Mesmo o personagem principal tendo super poderes, ele nunca deixa de parecer um homem comum, com problemas familiares com o filho e a esposa (a primeira cena é ele tentando trair ela com outra mulher, sem sucesso), ele nunca se sente melhor por ter esses poderes, é quase como um fardo, ele só decide se tornar um herói porque é a coisa certa a fazer, mas ele nunca pediu por isso

Corpo Fechado não é glamourizado, o uniforme de Dunn é apenas uma capa de chuva, ele não usa máscara, mas apenas um capuz, e ele não luta contra vilões monstruosos de outra dimensão, ou terroristas fantasiados como o Batman do Nolan.


Alias, Dunn apenas luta uma vez durante o filme todo, e é contra um serial killer. Em qualquer outro filme de super-herói, uma luta apenas seria bem anti-climático (como no Quarteto Fantástico de 2015), mas o filme todo é construído para atingir esse ápice, então essa luta curta acaba sendo muito mais emocional do que qualquer outra que vi no gênero, a trilha sonora espetacular de James Newton-Howard certamente ajuda muito.

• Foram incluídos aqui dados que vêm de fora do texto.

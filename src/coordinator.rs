//! Composes the [`Supervisor`] and [`Engine`] into a single start/stop
//! lifecycle, fans events out to an observer, and enforces "at most one
//! active session".
//!
//! Grounded in `original_source/manager/manager.cpp`'s `Manager`.

use std::sync::atomic::{AtomicBool, Ordering};
use std::sync::{Arc, Mutex};
use std::time::Duration;

use crate::config::ProfilingConfig;
use crate::engine::Engine;
use crate::snapshot::Snapshot;
use crate::supervisor::Supervisor;

type ObserverCallback<T> = Arc<dyn Fn(T) + Send + Sync>;

/// The post-spawn grace period spec.md §4.3 calls a heuristic with no
/// documented rationale. Not currently configurable (see spec.md §9's
/// "Open questions"); a future revision may want to expose it.
const SPAWN_GRACE_PERIOD: Duration = Duration::from_millis(1000);

#[derive(Default)]
struct Observer {
    metric: Mutex<Option<ObserverCallback<Snapshot>>>,
    log: Mutex<Option<ObserverCallback<String>>>,
    error: Mutex<Option<ObserverCallback<String>>>,
}

impl Observer {
    fn report_error(&self, message: impl Into<String>) {
        let message = message.into();
        match self.error.lock().unwrap().as_ref() {
            Some(cb) => cb(message),
            None => eprintln!("{message}"),
        }
    }

    fn report_metric(&self, snapshot: Snapshot) {
        match self.metric.lock().unwrap().as_ref() {
            Some(cb) => cb(snapshot),
            None => self.report_error("undefined callback"),
        }
    }

    fn report_log(&self, message: String) {
        match self.log.lock().unwrap().as_ref() {
            Some(cb) => cb(message),
            None => self.report_error("undefined callback"),
        }
    }
}

/// Current session lifecycle state (spec.md §3's `SessionState`).
#[derive(Clone, Copy, Debug, Eq, PartialEq)]
pub enum SessionState {
    Idle,
    Starting,
    Running,
    Stopping,
}

struct SessionInfo {
    pid: Option<i32>,
    program: String,
    config: ProfilingConfig,
}

impl Default for SessionInfo {
    fn default() -> Self {
        SessionInfo {
            pid: None,
            program: "idle".to_string(),
            config: ProfilingConfig::default(),
        }
    }
}

/// The coordinator's lifecycle bookkeeping, pulled out of
/// `SessionCoordinator` itself and behind an `Arc` so that the
/// `Engine::on_session_ended` hook (invoked on the sampler thread, not the
/// observer's thread) can resync it without borrowing `SessionCoordinator`.
#[derive(Default)]
struct Tracking {
    active: AtomicBool,
    state: Mutex<SessionState>,
    session: Mutex<SessionInfo>,
}

impl Tracking {
    /// Transition back to `Idle` exactly once. Called from the sampler
    /// thread's `on_session_ended` hook when the target dies mid-session.
    /// Shares its `active` flag with `SessionCoordinator::stop()`'s own
    /// compare-exchange, so whichever of the two notices the session
    /// ending first performs the transition and the other is a no-op.
    fn end_session(&self) -> bool {
        if self
            .active
            .compare_exchange(true, false, Ordering::SeqCst, Ordering::SeqCst)
            .is_err()
        {
            return false;
        }
        *self.session.lock().unwrap() = SessionInfo::default();
        *self.state.lock().unwrap() = SessionState::Idle;
        true
    }
}

impl Default for SessionState {
    fn default() -> Self {
        SessionState::Idle
    }
}

/// Drives the [`Supervisor`] and [`Engine`] through one start/stop
/// lifecycle at a time and normalizes their callbacks into the three
/// observer hooks (spec.md §4.3).
pub struct SessionCoordinator {
    supervisor: Arc<Supervisor>,
    engine: Arc<Engine>,
    observer: Arc<Observer>,
    tracking: Arc<Tracking>,
}

impl SessionCoordinator {
    pub fn new() -> Self {
        let coordinator = SessionCoordinator {
            supervisor: Arc::new(Supervisor::new()),
            engine: Arc::new(Engine::new()),
            observer: Arc::new(Observer::default()),
            tracking: Arc::new(Tracking::default()),
        };
        coordinator.wire_engine_callbacks();
        coordinator
    }

    fn wire_engine_callbacks(&self) {
        let observer = self.observer.clone();
        self.engine.on_metric(move |snapshot| observer.report_metric(snapshot));

        let observer = self.observer.clone();
        self.engine.on_log(move |message| observer.report_log(message));

        let observer = self.observer.clone();
        self.engine.on_error(move |message| observer.report_error(message));

        // spec.md §4.2/§8 scenario 6: when the sampler notices the target
        // died mid-session, the coordinator must become inactive on its
        // own, without an explicit `stop()`. `Engine::stop()` is
        // deliberately *not* called here — this hook runs on the sampler
        // thread itself, and `Engine::stop()` joins that same thread,
        // which would deadlock. Signalling the (already-dead) child is
        // still safe and idempotent.
        let tracking = self.tracking.clone();
        let supervisor = self.supervisor.clone();
        self.engine.on_session_ended(move || {
            if tracking.end_session() {
                supervisor.terminate();
            }
        });
    }

    pub fn set_metric_callback(&self, callback: impl Fn(Snapshot) + Send + Sync + 'static) {
        *self.observer.metric.lock().unwrap() = Some(Arc::new(callback));
    }

    pub fn set_log_callback(&self, callback: impl Fn(String) + Send + Sync + 'static) {
        *self.observer.log.lock().unwrap() = Some(Arc::new(callback));
    }

    pub fn set_error_callback(&self, callback: impl Fn(String) + Send + Sync + 'static) {
        *self.observer.error.lock().unwrap() = Some(Arc::new(callback));
    }

    /// Validate `config`, spawn `program_path`/`argv`, wait out the
    /// post-spawn grace period, then hand the pid to the engine. Returns
    /// `false` and reports exactly one error on the first failure,
    /// exactly per spec.md §4.3's ordered steps.
    pub fn start(&self, program_path: &str, argv: &[String], config: ProfilingConfig) -> bool {
        // Defensive: a caller restarting after an observer-side crash may
        // call `start` while a previous child is still alive.
        if self.supervisor.is_running() {
            self.supervisor.terminate();
        }

        if program_path.is_empty() {
            self.observer.report_error("Programm path is empty!");
            return false;
        }

        if config.validate().is_err() {
            self.observer.report_error("Configuration is invalid!");
            return false;
        }

        *self.tracking.state.lock().unwrap() = SessionState::Starting;

        let pid = match self.supervisor.spawn(program_path, argv) {
            Ok(pid) => pid,
            Err(_) => {
                self.observer.report_error("Failed to create process!");
                *self.tracking.state.lock().unwrap() = SessionState::Idle;
                return false;
            }
        };

        std::thread::sleep(SPAWN_GRACE_PERIOD);

        if !self.supervisor.is_running() {
            self.observer.report_error("Process ended after start!");
            *self.tracking.state.lock().unwrap() = SessionState::Idle;
            return false;
        }

        if let Err(err) = self.engine.start(pid, &config.metrics, config.interval_ms) {
            // spec.md §7: every error from the engine funnels through the
            // observer's error callback, not just the ones the coordinator
            // synthesizes itself.
            self.observer.report_error(err.to_string());
            self.supervisor.terminate();
            *self.tracking.state.lock().unwrap() = SessionState::Idle;
            return false;
        }

        self.tracking.active.store(true, Ordering::SeqCst);
        *self.tracking.state.lock().unwrap() = SessionState::Running;
        *self.tracking.session.lock().unwrap() = SessionInfo {
            pid: Some(pid),
            program: program_path.to_string(),
            config,
        };

        true
    }

    /// Join the sampler, close counters, signal the child, then reset to
    /// defaults. Idempotent: calling `stop` while already inactive reports
    /// exactly one "already inactive" error and returns. Also a no-op (with
    /// the same error) if the session already ended on its own because the
    /// target died — the `active` compare-exchange here is shared with
    /// `Tracking::end_session`'s one in the `on_session_ended` hook, so
    /// whichever of the two notices the session ending first wins.
    pub fn stop(&self) {
        if self
            .tracking
            .active
            .compare_exchange(true, false, Ordering::SeqCst, Ordering::SeqCst)
            .is_err()
        {
            self.observer.report_error("Profiling inactive already!");
            return;
        }

        *self.tracking.state.lock().unwrap() = SessionState::Stopping;

        self.engine.stop();
        self.supervisor.terminate();

        *self.tracking.session.lock().unwrap() = SessionInfo::default();
        *self.tracking.state.lock().unwrap() = SessionState::Idle;
    }

    /// `true` while a session is running. Also consults the supervisor's
    /// own liveness flag (spec.md §4.2: "The coordinator observes
    /// inactivity via the supervisor's running flag") as a second,
    /// independent signal of the target's death, in case this is called in
    /// the narrow window before the sampler's own death hook has run.
    pub fn is_active(&self) -> bool {
        self.tracking.active.load(Ordering::SeqCst) && self.supervisor.is_running()
    }

    pub fn state(&self) -> SessionState {
        *self.tracking.state.lock().unwrap()
    }

    pub fn current_pid(&self) -> Option<i32> {
        self.tracking.session.lock().unwrap().pid
    }

    pub fn current_program(&self) -> String {
        self.tracking.session.lock().unwrap().program.clone()
    }

    pub fn current_config(&self) -> ProfilingConfig {
        self.tracking.session.lock().unwrap().config.clone()
    }
}

impl Default for SessionCoordinator {
    fn default() -> Self {
        Self::new()
    }
}

#[cfg(test)]
mod tests {
    use super::*;
    use crate::metric::MetricKind;
    use pretty_assertions::assert_eq;
    use std::sync::mpsc;

    #[test]
    fn empty_path_rejected_before_any_fork() {
        let coordinator = SessionCoordinator::new();
        let (tx, rx) = mpsc::channel();
        coordinator.set_error_callback(move |msg| {
            let _ = tx.send(msg);
        });

        let ok = coordinator.start("", &[], ProfilingConfig::default());

        assert!(!ok);
        assert_eq!(rx.recv().unwrap(), "Programm path is empty!");
        assert!(!coordinator.is_active());
    }

    #[test]
    fn invalid_config_rejected() {
        let coordinator = SessionCoordinator::new();
        let (tx, rx) = mpsc::channel();
        coordinator.set_error_callback(move |msg| {
            let _ = tx.send(msg);
        });

        let ok = coordinator.start(
            "/bin/true",
            &[],
            ProfilingConfig::new(vec![], 500),
        );

        assert!(!ok);
        assert_eq!(rx.recv().unwrap(), "Configuration is invalid!");
    }

    #[test]
    fn stop_when_already_inactive_reports_once() {
        let coordinator = SessionCoordinator::new();
        let (tx, rx) = mpsc::channel();
        coordinator.set_error_callback(move |msg| {
            let _ = tx.send(msg);
        });

        coordinator.stop();
        assert_eq!(rx.recv().unwrap(), "Profiling inactive already!");
        assert!(rx.try_recv().is_err());
    }

    #[test]
    fn default_session_info_is_idle() {
        let coordinator = SessionCoordinator::new();
        assert_eq!(coordinator.current_pid(), None);
        assert_eq!(coordinator.current_program(), "idle");
        assert_eq!(coordinator.current_config(), ProfilingConfig::default());
        assert_eq!(coordinator.state(), SessionState::Idle);
    }

    #[test]
    #[cfg(target_os = "linux")]
    fn immediate_exit_program_is_rejected() {
        let _ = env_logger::try_init();

        let coordinator = SessionCoordinator::new();
        let (tx, rx) = mpsc::channel();
        coordinator.set_error_callback(move |msg| {
            let _ = tx.send(msg);
        });

        let ok = coordinator.start(
            "/bin/true",
            &[],
            ProfilingConfig::new(vec![MetricKind::PageFaults], 500),
        );

        assert!(!ok);
        assert_eq!(rx.recv().unwrap(), "Process ended after start!");
        assert!(!coordinator.is_active());
    }

    #[test]
    #[cfg(target_os = "linux")]
    fn becomes_inactive_when_target_dies_without_an_explicit_stop() {
        // spec.md §8 scenario 6: a target that exits mid-session flips
        // `is_active()` to false on its own.
        let _ = env_logger::try_init();

        let coordinator = SessionCoordinator::new();
        coordinator.set_error_callback(|_| {});
        coordinator.set_log_callback(|_| {});
        coordinator.set_metric_callback(|_| {});

        let ok = coordinator.start(
            "/bin/sleep",
            &["1".to_string()],
            ProfilingConfig::new(vec![MetricKind::PageFaults], 100),
        );
        assert!(ok);
        assert!(coordinator.is_active());

        let mut became_idle = false;
        for _ in 0..50 {
            if !coordinator.is_active() {
                became_idle = true;
                break;
            }
            std::thread::sleep(Duration::from_millis(100));
        }

        assert!(became_idle, "is_active() never became false after the target exited");
        assert_eq!(coordinator.state(), SessionState::Idle);
        assert_eq!(coordinator.current_pid(), None);
    }
}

Elijah Price, o aficionado por quadrinhos, é obcecado pelos mitos de super-heróis, ainda mais pelo fato dele ter uma doença que faz seus ossos serem mega frágeis, e ver alguém que é literalmente indestrutível (como o titulo em inglês) o faz ter esperanças novamente.

Spoilers sobre o final a seguir:

E isso me leva ao final, que quando vi pela primeira vez achei forçado, mas que com o tempo comecei a admirar, é revelado que foi Elijah quem sabotou o trem e causou a tragédia, e que ele cometeu diversos outros acidentes apenas para encontrar um "super-homem", alguém que fosse inquebrável.

Parece meio improvável, mas é preciso pensar que Elijah via o mundo como uma história em quadrinhos, e a forma de encontrar um herói foi se tornar um vilão, e se você olhar as mitologias de alguns personagens famosos, o vilão principal é sempre a antítese do herói.

O Batman se veste de morcego e luta por justiça, o Coringa se veste de palhaço e comete crimes, eles se complementam porque em um mundo normal o Coringa é apenas um doente mental, mas em um mundo onde um homem-morcego faz parte da realidade, isso abre margens para outros malucos se fantasiarem e saírem a solta.

É o mesmo aqui, tudo que Dunn precisa para ser um super-herói completo é um vilão, e Elijah é a antítese dele, Dunn é indestrutível, Elijah se quebra por qualquer coisa por conta de sua doença, tanto que as outras crianças durante sua infância o chamavam de "Senhor Vidro", o que ele viu como o nome perfeito para um vilão.

Elijah é o Lex Luthor, o Coringa e tantos outros, ele é a peça que falta para transformar aquela realidade numa história em quadrinhos.

"Agora que sabemos quem você é, eu sei quem sou
Eu não sou um erro, tudo faz sentido
Em um quadrinho, você sabe como dizer quem vai ser o arqui-inimigo?
Ele é exatamente o oposto do herói
E na maioria do tempo, eles são amigos como eu e você..."

Esse tipo de desconstrução é perfeita para os dias de hoje, em um cinema dominado por filmes de super-heróis, Corpo Fechado ainda é o mais realista e mais dramático, e sua essência nunca foi replicada por outros filmes do gênero.

Até diria que esse filme é tudo que "Homem de Aço" prometeu ser pelos trailers, e é o que Ang Lee tentou fazer com quando dirigiu o primeiro Hulk, mas nenhum conseguiu tão bem quando Shyamalan.


Não sou apenas eu que sinto isso, Corpo Fechado é considerado um dos filmes mais subestimados dos anos 2000, até o famoso diretor Quentin Tarantino listou esse como um de seus filmes favoritos de 1992 até 2009 (numa entrevista na época de Bastardos Inglórios) e o chamou de "Uma das obras primas de nossos tempos".


Corpo Fechado é meu filme de super-herói favorito, pelo menos sobre o assunto, é claro que um filme como O Cavaleiro das Trevas ainda é melhor em vários aspectos, mas o título de mais emocional ainda pertence a esse.

Se fosse lançado hoje, seria considerado uma perfeita analogia ao cinema de super-heróis, uma quebra dos clichês tão comuns do gênero, mas como foi lançado em 2000, quando não era tão comum, a mensagem acabou passando um tanto despercebida.

Eu até diria que Corpo Fechado finalmente encontrou sua época nos dias de hoje.